(Brief) When a line in the data below includes "derive", pick it out and copy it.

(Provided information)
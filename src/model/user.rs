//! User accounts and the storage quota shown to them.

use chrono::{DateTime, Utc};
use humansize::{format_size, BINARY};

/// The subset of a user record the archive cares about.
#[derive(Debug, Clone, PartialEq, serde::Serialize, serde::Deserialize)]
#[serde(rename_all = "camelCase")]
pub struct UserAccount {
    pub id: String,
    pub email: String,
    /// Total bytes of all attachments across the user's items. Only changed
    /// through the catalog's atomic adjust operation.
    #[serde(default)]
    pub storage_used: u64,
    #[serde(default)]
    pub created_at: Option<DateTime<Utc>>,
}

/// Storage usage against the configured quota, as displayed to the user.
#[derive(Debug, Clone, Copy, PartialEq, serde::Serialize)]
pub struct StorageQuota {
    /// Bytes in use, as read from the server.
    pub used: u64,
    /// Quota size in bytes.
    pub limit: u64,
    /// Fraction of the quota at which the display turns into a warning.
    pub warning_threshold: f64,
}

impl StorageQuota {
    pub fn new(used: u64, limit: u64, warning_threshold: f64) -> Self {
        Self {
            used,
            limit,
            warning_threshold,
        }
    }

    /// Usage as a percentage of the limit (0 when the limit is 0).
    pub fn percent(&self) -> f64 {
        if self.limit == 0 {
            return 0.0;
        }
        self.used as f64 / self.limit as f64 * 100.0
    }

    /// Whether usage has reached the warning threshold.
    pub fn is_near_limit(&self) -> bool {
        self.percent() >= self.warning_threshold * 100.0
    }

    /// Bytes left before the quota is reached.
    pub fn remaining(&self) -> u64 {
        self.limit.saturating_sub(self.used)
    }

    /// One-line summary: `Storage: 12 MiB / 5 GiB (0.2%)`.
    pub fn summary(&self) -> String {
        format!(
            "Storage: {} / {} ({:.1}%)",
            format_size(self.used, BINARY),
            format_size(self.limit, BINARY),
            self.percent()
        )
    }
}
//! `famarchive`: a family archive tracker.
//!
//! This crate provides the core library for keeping a catalog of family
//! items (photos, letters, heirlooms) with attached files: merging the
//! items a user owns with those shared with them, uploading and enriching
//! attachments, keeping per-user storage accounting consistent, and
//! exporting the catalog.

pub mod backend;
pub mod config;
pub mod enrich;
pub mod error;
pub mod export;
pub mod model;
pub mod search;
pub mod sync;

(Solution for this exercise)
#[derive(Debug, Clone, PartialEq, serde::Serialize, serde::Deserialize)]
#[derive(Debug, Clone, Copy, PartialEq, serde::Serialize)]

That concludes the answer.